In this paper, we investigate the large-scale MLB problem in UDNs with emphasis on three important features, i.e., generalization, adaptation, and scalability. The main contributions are summarized as follows.

•

Architecture: This work proposes a two-layer MLB architecture to handle the large-scale load balancing problem for UDNs in a self-organized manner. The top layer aims at dynamically grouping the underlying SBSs into self-organized clusters with adaptation to global traffic variations by using a tailored k-means algorithm, which picks the top overloaded SBSs as the initial cluster centroids and then groups SBSs based on their locations; the bottom layer aims at balancing the intra-cluster load distribution with adaptation to local traffic variations by using a DRL-based algorithm. Such a self-organized mechanism breaks the large-scale load balancing problem into smaller pieces that are easier to be handled distributively, thereby improving the system scalability and cost-efficiency.

•

Algorithm: First, this work proposes an off-policy DRL-based algorithm for MLB, which approximates the MLB policy with deep neural networks to largely improve the model generalization capability over complex UDN environments. The algorithm can be trained under an asynchronous parallel learning framework to autonomously learn the optimal MLB policy without any prior knowledge over the underlying wireless environments. Second, the proposed algorithm enables joint exploration with multiple behavior policies, such that existing MLB methods could be used to guide the learning process thereby improving the learning efficiency and stability at the early stage.
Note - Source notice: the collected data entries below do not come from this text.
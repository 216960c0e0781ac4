//! Decision store port: the durable record of exceptions and approvals.

use std::sync::Arc;

use thiserror::Error;

use gstflow_core::{DomainError, ExceptionId, RequestId, RunId};
use gstflow_exceptions::Exception;

use crate::request::{ApprovalRequest, Decision};

#[derive(Debug, Error, Clone, PartialEq, Eq)]
pub enum DecisionStoreError {
    #[error("{0} not found")]
    NotFound(String),

    /// The stored entity rejected the change (e.g. deciding a decided request).
    #[error(transparent)]
    Domain(#[from] DomainError),

    #[error("decision store failure: {0}")]
    Storage(String),
}

/// Append-mostly store of exceptions and approval requests.
///
/// - Appends are idempotent by id: re-appending an existing id is a no-op that
///   returns `false`.
/// - `apply_decision` is the single serialization point for decisions: the
///   status check and the write happen atomically, so two concurrent
///   deciders cannot both close the same request.
/// - Reads return entities in insertion order.
pub trait DecisionStore: Send + Sync {
    fn append_exception(&self, exception: &Exception) -> Result<bool, DecisionStoreError>;

    /// Replace a stored exception (status sync after a decision).
    fn update_exception(&self, exception: &Exception) -> Result<(), DecisionStoreError>;

    fn exception(&self, id: &ExceptionId) -> Result<Option<Exception>, DecisionStoreError>;

    fn exceptions(&self, run_id: RunId) -> Result<Vec<Exception>, DecisionStoreError>;

    fn append_approval_request(&self, request: &ApprovalRequest) -> Result<bool, DecisionStoreError>;

    fn approval_request(&self, id: &RequestId) -> Result<Option<ApprovalRequest>, DecisionStoreError>;

    fn approval_requests(&self, run_id: RunId) -> Result<Vec<ApprovalRequest>, DecisionStoreError>;

    /// Requests still waiting on someone (pending or escalated).
    fn read_pending(&self, run_id: RunId) -> Result<Vec<ApprovalRequest>, DecisionStoreError>;

    fn apply_decision(
        &self,
        request_id: &RequestId,
        decision: Decision,
    ) -> Result<ApprovalRequest, DecisionStoreError>;
}

impl<S> DecisionStore for Arc<S>
where
    S: DecisionStore + ?Sized,
{
    fn append_exception(&self, exception: &Exception) -> Result<bool, DecisionStoreError> {
        (**self).append_exception(exception)
    }

    fn update_exception(&self, exception: &Exception) -> Result<(), DecisionStoreError> {
        (**self).update_exception(exception)
    }

    fn exception(&self, id: &ExceptionId) -> Result<Option<Exception>, DecisionStoreError> {
        (**self).exception(id)
    }

    fn exceptions(&self, run_id: RunId) -> Result<Vec<Exception>, DecisionStoreError> {
        (**self).exceptions(run_id)
    }

    fn append_approval_request(&self, request: &ApprovalRequest) -> Result<bool, DecisionStoreError> {
        (**self).append_approval_request(request)
    }

    fn approval_request(&self, id: &RequestId) -> Result<Option<ApprovalRequest>, DecisionStoreError> {
        (**self).approval_request(id)
    }

    fn approval_requests(&self, run_id: RunId) -> Result<Vec<ApprovalRequest>, DecisionStoreError> {
        (**self).approval_requests(run_id)
    }

    fn read_pending(&self, run_id: RunId) -> Result<Vec<ApprovalRequest>, DecisionStoreError> {
        (**self).read_pending(run_id)
    }

    fn apply_decision(
        &self,
        request_id: &RequestId,
        decision: Decision,
    ) -> Result<ApprovalRequest, DecisionStoreError> {
        (**self).apply_decision(request_id, decision)
    }
}
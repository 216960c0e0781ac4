//! Conservation check between eligible lines and batch output.

use rust_decimal::Decimal;
use serde::{Deserialize, Serialize};
use thiserror::Error;

use crate::pivot::{Aggregation, EligibleLine, Totals};

#[derive(Debug, Error, Clone, PartialEq, Eq)]
pub enum AggregationError {
    #[error("reconciliation mismatch on {metric}: expected {expected}, got {actual}")]
    ReconciliationMismatch {
        metric: &'static str,
        expected: Decimal,
        actual: Decimal,
    },
}

/// What was compared, for the run audit trail.
#[derive(Debug, Clone, PartialEq, Eq, Serialize, Deserialize)]
pub struct ReconciliationReport {
    pub expected: Totals,
    pub actual: Totals,
    pub epsilon: Decimal,
}

/// Verify the batches carry exactly what went in.
///
/// Counts and quantities must match exactly; money may differ by at most
/// `epsilon`.
pub fn reconcile(
    lines: &[EligibleLine],
    aggregation: &Aggregation,
    epsilon: Decimal,
) -> Result<ReconciliationReport, AggregationError> {
    let expected = Totals::of_lines(lines);
    let mut actual = Totals::default();
    for batch in &aggregation.batch_files {
        actual.add(&batch.totals);
    }

    let counts = [
        (
            "transaction_count",
            Decimal::from(expected.transaction_count),
            Decimal::from(actual.transaction_count),
        ),
        ("quantity", Decimal::from(expected.quantity), Decimal::from(actual.quantity)),
    ];
    for (metric, expected, actual) in counts {
        if expected != actual {
            return Err(AggregationError::ReconciliationMismatch { metric, expected, actual });
        }
    }

    let money = [
        ("taxable", expected.taxable, actual.taxable),
        ("shipping", expected.shipping, actual.shipping),
        ("cgst", expected.cgst, actual.cgst),
        ("sgst", expected.sgst, actual.sgst),
        ("igst", expected.igst, actual.igst),
        ("tax", expected.tax(), actual.tax()),
    ];
    for (metric, expected, actual) in money {
        if (expected - actual).abs() > epsilon {
            return Err(AggregationError::ReconciliationMismatch { metric, expected, actual });
        }
    }

    Ok(ReconciliationReport {
        expected,
        actual,
        epsilon,
    })
}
Empirical results verify that the proposed DRL-based MLB model can adapt to general UDN environments featured with irregular network deployment, coupled interferences, and random user mobility patterns, and outperforms existing MLB methods considerably.

•

Mechanism: This work proposes an offline-evaluation based safeguard mechanism to improve the online control performance in practical systems. Specifically, the proposed mechanism runs an online branch for system control and an offline branch for policy learning in parallel. The online branch always uses the best MLB policy well-trained by the offline branch. As such, the mechanism can avoid the risk of exhibiting unstable or even destructive behaviors when following the under-trained policy at the early learning stage. Moreover, such a mechanism also enables policy exploration in a safe way, which is of vital importance to make full use of machine learning to go beyond existing methods for superior alternatives.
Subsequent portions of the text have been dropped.